DOTD outlines three Mississippi River Bridge South alternatives and financing options; board asks chair to consult with DOTD and advisers

Capillary Road and Bridge District · March 31, 2026

Loading...

AI-Generated Content: All content on this page was generated by AI to highlight key points from the meeting. For complete details and context, we recommend watching the full video. so we can fix them.

Summary

DOTD presented three build alternatives for the Mississippi River Bridge South with construction cost estimates of about $1.78B–$2.04B, described NEPA next steps, and heard an Ernst & Young overview of P3 delivery models and tolling; the board unanimously authorized the chair to meet with DOTD and consultants to scope procurement and consulting options.

DOTD and outside advisers told the Capillary Road and Bridge District at its meeting that the Mississippi River Bridge South project now has three alternatives under study and that financing options, including public‑private partnerships, will be evaluated before a preferred alternative is selected.

At the meeting Christina Bridal of DOTD’s Critical Projects group summarized outreach and the environmental scoping: two March public meetings (one in Plaquemine and one in St. Gabriel) drew about 73 and 106 attendees, respectively, and the team collected roughly 174 public comments. Bridal said the screening process reduced more than 30 potential locations to three alignments and presented environmental maps, proposed cross sections and interchange concepts.

“The proposed project is to increase capacity in the area network … improve connectivity across the Mississippi River and provide an alternative route, especially during incident‑related closures on I‑10 or LA‑1,” Bridal said.

Bridal also presented high‑level construction cost estimates in current‑year dollars as shown in the environmental materials: alternative E11 about $1,780,000,000; S13 about $2,030,000,000; and F14 about $2,040,000,000. She said those estimates include bridge and roadway construction, elevated sections, right‑of‑way acquisitions and wetland mitigation but exclude final engineering, additional environmental mitigation and utility relocation.

Tom Resakos of Ernst & Young Infrastructure Advisors gave an overview of delivery options and the role P3s can play. “A P3 is a long‑term, performance‑based contract between a public agency and a private consortium to design, build, finance, operate and/or maintain an infrastructure asset,” he said, describing a spectrum from traditional design‑bid‑build through design‑build‑finance‑operate‑maintain (DBFOM) toll‑risk concessions and availability‑payment models.
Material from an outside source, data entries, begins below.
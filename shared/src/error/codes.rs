//! Unified error codes for the booking backend
//!
//! This module defines all error codes used across the server and its
//! clients. Error codes are organized by category:
//! - 0xxx: General errors
//! - 3xxx: Tenant errors
//! - 4xxx: Booking errors
//! - 6xxx: Service errors
//! - 7xxx: Schedule errors
//! - 8xxx: Operator errors
//! - 9xxx: System errors

use serde::{Deserialize, Serialize};
use std::fmt;

/// Unified error code enum
///
/// All error codes are represented as u16 values for efficient serialization
/// and cross-language compatibility (Rust, TypeScript, etc.)
#[derive(Debug, Clone, Copy, PartialEq, Eq, Hash, Serialize, Deserialize)]
#[serde(into = "u16", try_from = "u16")]
#[repr(u16)]
pub enum ErrorCode {
    // ==================== 0xxx: General ====================
    /// Operation completed successfully
    Success = 0,
    /// Unknown error
    Unknown = 1,
    /// Validation failed
    ValidationFailed = 2,
    /// Resource not found
    NotFound = 3,
    /// Resource already exists
    AlreadyExists = 4,
    /// Invalid request
    InvalidRequest = 5,
    /// Invalid format
    InvalidFormat = 6,
    /// Required field missing
    RequiredField = 7,
    /// Value out of range
    ValueOutOfRange = 8,

    // ==================== 3xxx: Tenant ====================
    /// Tenant not found (unknown slug or missing database)
    TenantNotFound = 3001,
    /// Tenant slug is syntactically invalid
    TenantSlugInvalid = 3002,

    // ==================== 4xxx: Booking ====================
    /// Requested slot is no longer available
    SlotTaken = 4001,
    /// Operator assignment length does not match the service list
    AssignmentLengthMismatch = 4002,
    /// Assignment does not honor an explicitly preferred operator
    PreferenceMismatch = 4003,
    /// Assigned operator is not capable of the service
    AssignmentNotCapable = 4004,
    /// Booking rejected by a configured guard-rail cap
    GuardRailBlocked = 4005,
    /// Booking request contains no services
    BookingEmpty = 4006,
    /// Booking session token not found
    SessionNotFound = 4101,
    /// All appointments in the session are already past or cancelled
    NothingToCancel = 4102,

    // ==================== 6xxx: Service ====================
    /// Service not found
    ServiceNotFound = 6001,
    /// Service exists but is not bookable online
    ServiceNotBookable = 6002,

    // ==================== 7xxx: Schedule ====================
    /// Business info row missing for tenant
    BusinessInfoMissing = 7001,

    // ==================== 8xxx: Operator ====================
    /// Operator not found
    OperatorNotFound = 8001,
    /// Operator exists but is not schedulable (hidden or deleted)
    OperatorNotSchedulable = 8002,

    // ==================== 9xxx: System ====================
    /// Internal server error
    InternalError = 9001,
    /// Database error
    DatabaseError = 9002,
    /// Network error
    NetworkError = 9003,
    /// Operation timeout
    TimeoutError = 9004,
    /// Configuration error
    ConfigError = 9005,
    /// Outbound notification delivery failed
    NotificationFailed = 9201,
}

impl ErrorCode {
    /// Get the numeric code value
    #[inline]
    pub const fn code(&self) -> u16 {
        *self as u16
    }

    /// Check if this is a success code
    #[inline]
    pub const fn is_success(&self) -> bool {
        matches!(self, ErrorCode::Success)
    }

    /// Get the developer-facing English message for this error code
    pub const fn message(&self) -> &'static str {
        match self {
            // General
            ErrorCode::Success => "Operation completed successfully",
            ErrorCode::Unknown => "An unknown error occurred",
            ErrorCode::ValidationFailed => "Validation failed",
            ErrorCode::NotFound => "Resource not found",
            ErrorCode::AlreadyExists => "Resource already exists",
            ErrorCode::InvalidRequest => "Invalid request",
            ErrorCode::InvalidFormat => "Invalid format",
            ErrorCode::RequiredField => "Required field is missing",
            ErrorCode::ValueOutOfRange => "Value is out of range",

            // Tenant
            ErrorCode::TenantNotFound => "Tenant not found",
            ErrorCode::TenantSlugInvalid => "Tenant identifier is invalid",

            // Booking
            ErrorCode::SlotTaken => "The requested slot is no longer available",
            ErrorCode::AssignmentLengthMismatch => {
                "Operator assignment does not match the requested services"
            }
            ErrorCode::PreferenceMismatch => "Assignment does not match the chosen operator",
            ErrorCode::AssignmentNotCapable => "Assigned operator cannot perform this service",
            ErrorCode::GuardRailBlocked => "Booking rejected by a business rule",
            ErrorCode::BookingEmpty => "Booking contains no services",
            ErrorCode::SessionNotFound => "Booking not found",
            ErrorCode::NothingToCancel => "Nothing left to cancel",

            // Service
            ErrorCode::ServiceNotFound => "Service not found",
            ErrorCode::ServiceNotBookable => "Service is not bookable online",

            // Schedule
            ErrorCode::BusinessInfoMissing => "Business configuration is missing",

            // Operator
            ErrorCode::OperatorNotFound => "Operator not found",
            ErrorCode::OperatorNotSchedulable => "Operator is not schedulable",

            // System
            ErrorCode::InternalError => "Internal server error",
            ErrorCode::DatabaseError => "Database error",
            ErrorCode::NetworkError => "Network error",
            ErrorCode::TimeoutError => "Operation timed out",
            ErrorCode::ConfigError => "Configuration error",
            ErrorCode::NotificationFailed => "Notification delivery failed",
        }
    }
}

impl From<ErrorCode> for u16 {
    #[inline]
    fn from(code: ErrorCode) -> Self {
        code.code()
    }
}

impl fmt::Display for ErrorCode {
    fn fmt(&self, f: &mut fmt::Formatter<'_>) -> fmt::Result {
        write!(f, "{}", self.code())
    }
}

/// Error when converting from an invalid u16 to ErrorCode
#[derive(Debug, Clone, Copy, PartialEq, Eq)]
pub struct InvalidErrorCode(pub u16);

impl fmt::Display for InvalidErrorCode {
    fn fmt(&self, f: &mut fmt::Formatter<'_>) -> fmt::Result {
        write!(f, "invalid error code: {}", self.0)
    }
}

impl std::error::Error for InvalidErrorCode {}

impl TryFrom<u16> for ErrorCode {
    type Error = InvalidErrorCode;

    fn try_from(value: u16) -> Result<Self, Self::Error> {
        match value {
            // General
            0 => Ok(ErrorCode::Success),
            1 => Ok(ErrorCode::Unknown),
            2 => Ok(ErrorCode::ValidationFailed),
            3 => Ok(ErrorCode::NotFound),
            4 => Ok(ErrorCode::AlreadyExists),
            5 => Ok(ErrorCode::InvalidRequest),
            6 => Ok(ErrorCode::InvalidFormat),
            7 => Ok(ErrorCode::RequiredField),
            8 => Ok(ErrorCode::ValueOutOfRange),

            // Tenant
            3001 => Ok(ErrorCode::TenantNotFound),
            3002 => Ok(ErrorCode::TenantSlugInvalid),

            // Booking
            4001 => Ok(ErrorCode::SlotTaken),
            4002 => Ok(ErrorCode::AssignmentLengthMismatch),
            4003 => Ok(ErrorCode::PreferenceMismatch),
            4004 => Ok(ErrorCode::AssignmentNotCapable),
            4005 => Ok(ErrorCode::GuardRailBlocked),
            4006 => Ok(ErrorCode::BookingEmpty),
            4101 => Ok(ErrorCode::SessionNotFound),
            4102 => Ok(ErrorCode::NothingToCancel),

            // Service
            6001 => Ok(ErrorCode::ServiceNotFound),
            6002 => Ok(ErrorCode::ServiceNotBookable),

            // Schedule
            7001 => Ok(ErrorCode::BusinessInfoMissing),

            // Operator
            8001 => Ok(ErrorCode::OperatorNotFound),
            8002 => Ok(ErrorCode::OperatorNotSchedulable),

            // System
            9001 => Ok(ErrorCode::InternalError),
            9002 => Ok(ErrorCode::DatabaseError),
            9003 => Ok(ErrorCode::NetworkError),
            9004 => Ok(ErrorCode::TimeoutError),
            9005 => Ok(ErrorCode::ConfigError),
            9201 => Ok(ErrorCode::NotificationFailed),

            _ => Err(InvalidErrorCode(value)),
        }
    }
}

#[cfg(test)]
mod tests {
    use super::*;

    #[test]
    fn test_code_values() {
        assert_eq!(ErrorCode::Success.code(), 0);
        assert_eq!(ErrorCode::TenantNotFound.code(), 3001);
        assert_eq!(ErrorCode::SlotTaken.code(), 4001);
        assert_eq!(ErrorCode::SessionNotFound.code(), 4101);
        assert_eq!(ErrorCode::DatabaseError.code(), 9002);
    }

    #[test]
    fn test_roundtrip() {
        for code in [
            ErrorCode::Success,
            ErrorCode::ValidationFailed,
            ErrorCode::TenantNotFound,
            ErrorCode::SlotTaken,
            ErrorCode::GuardRailBlocked,
            ErrorCode::NothingToCancel,
            ErrorCode::ServiceNotFound,
            ErrorCode::OperatorNotFound,
            ErrorCode::InternalError,
            ErrorCode::NotificationFailed,
        ] {
            assert_eq!(ErrorCode::try_from(code.code()), Ok(code));
        }
    }

    #[test]
    fn test_invalid_code() {
        assert!(ErrorCode::try_from(1234).is_err());
        assert!(ErrorCode::try_from(u16::MAX).is_err());
    }

    #[test]
    fn test_serde_as_u16() {
        let json = serde_json::to_string(&ErrorCode::SlotTaken).unwrap();
        assert_eq!(json, "4001");
        let back: ErrorCode = serde_json::from_str("4001").unwrap();
        assert_eq!(back, ErrorCode::SlotTaken);
    }
}
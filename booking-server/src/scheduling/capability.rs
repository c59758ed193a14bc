//! Service -> operator capability relation.

use std::collections::{HashMap, HashSet};

use shared::models::Service;

/// Which operators may perform which services.
///
/// An absent entry means nobody is capable; such a service can never be
/// assigned regardless of availability.
#[derive(Debug, Default)]
pub struct CapabilityMap {
    by_service: HashMap<i64, HashSet<i64>>,
}

impl CapabilityMap {
    pub fn from_services(services: &[Service]) -> Self {
        let by_service = services
            .iter()
            .map(|s| (s.id, s.operator_ids.iter().copied().collect()))
            .collect();
        Self { by_service }
    }

    pub fn can_perform(&self, service_id: i64, operator_id: i64) -> bool {
        self.by_service
            .get(&service_id)
            .is_some_and(|ops| ops.contains(&operator_id))
    }

    /// True when the operator is capable of every listed service.
    pub fn can_perform_all(&self, service_ids: &[i64], operator_id: i64) -> bool {
        service_ids.iter().all(|&s| self.can_perform(s, operator_id))
    }
}
//! 时间工具函数 — 业务时区转换
//!
//! 调度引擎内部使用"当天第几分钟" (minutes since midnight)，
//! 存储层只接收 `i64` Unix millis。两种坐标的转换统一在这里完成。

use chrono::{Datelike, NaiveDate, NaiveTime, TimeZone, Timelike, Utc};
use chrono_tz::Tz;

use super::{AppError, AppResult};

/// 一天的分钟数
pub const MINUTES_PER_DAY: i64 = 24 * 60;

/// 解析日期字符串 (YYYY-MM-DD)
pub fn parse_date(date: &str) -> AppResult<NaiveDate> {
    NaiveDate::parse_from_str(date, "%Y-%m-%d")
        .map_err(|_| AppError::validation(format!("Invalid date format: {}", date)))
}

/// 解析 HH:MM → 当天第几分钟
pub fn parse_hhmm(time: &str) -> AppResult<i64> {
    let invalid = || AppError::validation(format!("Invalid time format: {}", time));
    let (h, m) = time.split_once(':').ok_or_else(invalid)?;
    let h: i64 = h.parse().map_err(|_| invalid())?;
    let m: i64 = m.parse().map_err(|_| invalid())?;
    if !(0..24).contains(&h) || !(0..60).contains(&m) {
        return Err(invalid());
    }
    Ok(h * 60 + m)
}

/// 解析配置里的 HH:MM，失败时警告并使用默认值
///
/// BusinessInfo 的时间字段由后台维护，不因为一条脏数据拒绝整个请求。
pub fn parse_hhmm_or(time: &str, default_min: i64) -> i64 {
    match parse_hhmm(time) {
        Ok(v) => v,
        Err(_) => {
            tracing::warn!(
                "Failed to parse time-of-day '{}', falling back to {}",
                time,
                shared::util::format_hhmm(default_min)
            );
            default_min
        }
    }
}

/// 日期 + 时分秒 → Unix millis (业务时区)
///
/// 超出范围的时分秒按 00:00:00 处理。
/// DST gap fallback: 如果本地时间不存在 (夏令时跳跃)，fallback 到 UTC。
pub fn date_hms_to_millis(date: NaiveDate, hour: u32, min: u32, sec: u32, tz: Tz) -> i64 {
    let time = NaiveTime::from_hms_opt(hour, min, sec).unwrap_or(NaiveTime::MIN);
    let naive = date.and_time(time);
    naive
        .and_local_timezone(tz)
        .latest()
        .map(|dt| dt.timestamp_millis())
        .unwrap_or_else(|| naive.and_utc().timestamp_millis())
}

/// 日期 + 当天第几分钟 → Unix millis (业务时区)
pub fn minute_to_millis(date: NaiveDate, minute_of_day: i64, tz: Tz) -> i64 {
    let clamped = minute_of_day.clamp(0, MINUTES_PER_DAY - 1);
    date_hms_to_millis(date, (clamped / 60) as u32, (clamped % 60) as u32, 0, tz)
}

/// Unix millis → 业务时区当天第几分钟
pub fn millis_to_minute(millis: i64, tz: Tz) -> i64 {
    let dt = Utc
        .timestamp_millis_opt(millis)
        .single()
        .unwrap_or_else(Utc::now)
        .with_timezone(&tz);
    (dt.hour() as i64) * 60 + dt.minute() as i64
}

/// Unix millis → 业务时区日期
pub fn millis_to_local_date(millis: i64, tz: Tz) -> NaiveDate {
    Utc.timestamp_millis_opt(millis)
        .single()
        .unwrap_or_else(Utc::now)
        .with_timezone(&tz)
        .date_naive()
}

/// 日期开始 (00:00:00) → Unix millis (业务时区)
pub fn day_start_millis(date: NaiveDate, tz: Tz) -> i64 {
    date_hms_to_millis(date, 0, 0, 0, tz)
}

/// 日期结束 → 次日 00:00:00 的 Unix millis (业务时区)
///
/// 返回次日零点时间戳，调用方使用 `< end` (不含) 语义。
pub fn day_end_millis(date: NaiveDate, tz: Tz) -> i64 {
    let next_day = date.succ_opt().unwrap_or(date);
    date_hms_to_millis(next_day, 0, 0, 0, tz)
}

/// 业务时区的今天
pub fn today_local(tz: Tz) -> NaiveDate {
    Utc::now().with_timezone(&tz).date_naive()
}

/// 业务时区当前时刻是当天第几分钟
pub fn current_minute_of_day(tz: Tz) -> i64 {
    let now = Utc::now().with_timezone(&tz);
    (now.hour() as i64) * 60 + now.minute() as i64
}

/// 英文星期名 ("Monday" ... "Sunday")，用于 closing_days 匹配
pub fn weekday_name(date: NaiveDate) -> &'static str {
    match date.weekday() {
        chrono::Weekday::Mon => "Monday",
        chrono::Weekday::Tue => "Tuesday",
        chrono::Weekday::Wed => "Wednesday",
        chrono::Weekday::Thu => "Thursday",
        chrono::Weekday::Fri => "Friday",
        chrono::Weekday::Sat => "Saturday",
        chrono::Weekday::Sun => "Sunday",
    }
}

#[cfg(test)]
mod tests {
    use super::*;

    fn rome() -> Tz {
        "Europe/Rome".parse().unwrap()
    }

    #[test]
    fn test_parse_date() {
        assert_eq!(
            parse_date("2025-06-02").unwrap(),
            NaiveDate::from_ymd_opt(2025, 6, 2).unwrap()
        );
        assert!(parse_date("02/06/2025").is_err());
        assert!(parse_date("").is_err());
    }

    #[test]
    fn test_parse_hhmm() {
        assert_eq!(parse_hhmm("00:00").unwrap(), 0);
        assert_eq!(parse_hhmm("09:30").unwrap(), 570);
        assert_eq!(parse_hhmm("23:59").unwrap(), 1439);
        assert!(parse_hhmm("24:00").is_err());
        assert!(parse_hhmm("9").is_err());
        assert!(parse_hhmm("ab:cd").is_err());
    }

    #[test]
    fn test_parse_hhmm_or_falls_back() {
        assert_eq!(parse_hhmm_or("08:00", 0), 480);
        assert_eq!(parse_hhmm_or("garbage", 480), 480);
    }

    #[test]
    fn test_minute_millis_roundtrip() {
        let tz = rome();
        let date = NaiveDate::from_ymd_opt(2025, 6, 2).unwrap();
        let ms = minute_to_millis(date, 570, tz);
        assert_eq!(millis_to_minute(ms, tz), 570);
        assert_eq!(millis_to_local_date(ms, tz), date);
    }

    #[test]
    fn test_day_bounds_cover_one_day() {
        let tz = rome();
        let date = NaiveDate::from_ymd_opt(2025, 6, 2).unwrap();
        let start = day_start_millis(date, tz);
        let end = day_end_millis(date, tz);
        assert_eq!(end - start, 24 * 60 * 60 * 1000);
        // Appointment at 09:30 falls inside [start, end)
        let at = minute_to_millis(date, 570, tz);
        assert!(start <= at && at < end);
    }

    #[test]
    fn test_weekday_name() {
        // 2025-06-02 is a Monday
        let date = NaiveDate::from_ymd_opt(2025, 6, 2).unwrap();
        assert_eq!(weekday_name(date), "Monday");
        assert_eq!(weekday_name(date.succ_opt().unwrap()), "Tuesday");
    }
}
//! Logging Infrastructure
//!
//! Structured logging setup with support for both development and production environments.

use std::path::Path;

/// Initialize the logger
pub fn init_logger() {
    init_logger_with_file(None, None);
}

/// Initialize the logger with optional daily-rolling file output
///
/// `RUST_LOG` overrides the default level when set.
pub fn init_logger_with_file(log_level: Option<&str>, log_dir: Option<&str>) {
    let level = log_level.unwrap_or("info");
    let filter = tracing_subscriber::EnvFilter::try_from_default_env()
        .unwrap_or_else(|_| tracing_subscriber::EnvFilter::new(level));

    let subscriber = tracing_subscriber::fmt()
        .with_env_filter(filter)
        .with_file(false)
        .with_line_number(false)
        .with_thread_ids(false)
        .with_target(false);

    // Add file output if log_dir is provided
    if let Some(dir) = log_dir {
        let log_path = Path::new(dir);
        if log_path.exists()
            && let Some(dir_str) = log_path.to_str()
        {
            let file_appender = tracing_appender::rolling::daily(dir_str, "booking-server");
            subscriber.with_writer(file_appender).init();
            return;
        }
    }

    subscriber.init();
}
Resakos said P3s can transfer delivery and financing risk to private partners, potentially bring additional up‑front capital and change the public budget exposure over a multi‑decade concession.

Commissioners questioned how metropolitan scale and traffic patterns affect toll revenue potential and asked for examples and toll ranges. Resakos said suitability depends on demand characteristics and that cases range from rural availability‑payment models to larger toll transactions; DOTD agreed to present Calcasieu/I‑10 examples and proposed toll ranges at a future meeting.

On next steps Bridal described the NEPA schedule: identify a preferred alternative, undertake additional field and impact analyses, publish a draft environmental assessment for public review and hold hearings; the final document will yield either a Finding of No Significant Impact or a Notice of Intent to prepare an Environmental Impact Statement.

The board then voted on a motion — recorded in the meeting as moved by “President Daigle” and seconded — to give the chair authority to meet with DOTD and consulting firms between now and the June meeting to determine whether an RFP is needed and to examine options and requirements. The motion passed unanimously by voice vote.

What happens next: DOTD will continue NEPA work and field studies, prepare the draft EA and publicly post meeting and hearing schedules; the district will continue analyzing financing options including the P3 approaches described by the adviser.

Sources and attribution: direct quotes and attributions are taken from DOTD project manager Christina Bridal and Tom Resakos (Ernst & Young) during the Capillary Road and Bridge District meeting. The district’s vote to authorize the chair to meet with DOTD and consultants was recorded in the meeting minutes as unanimous.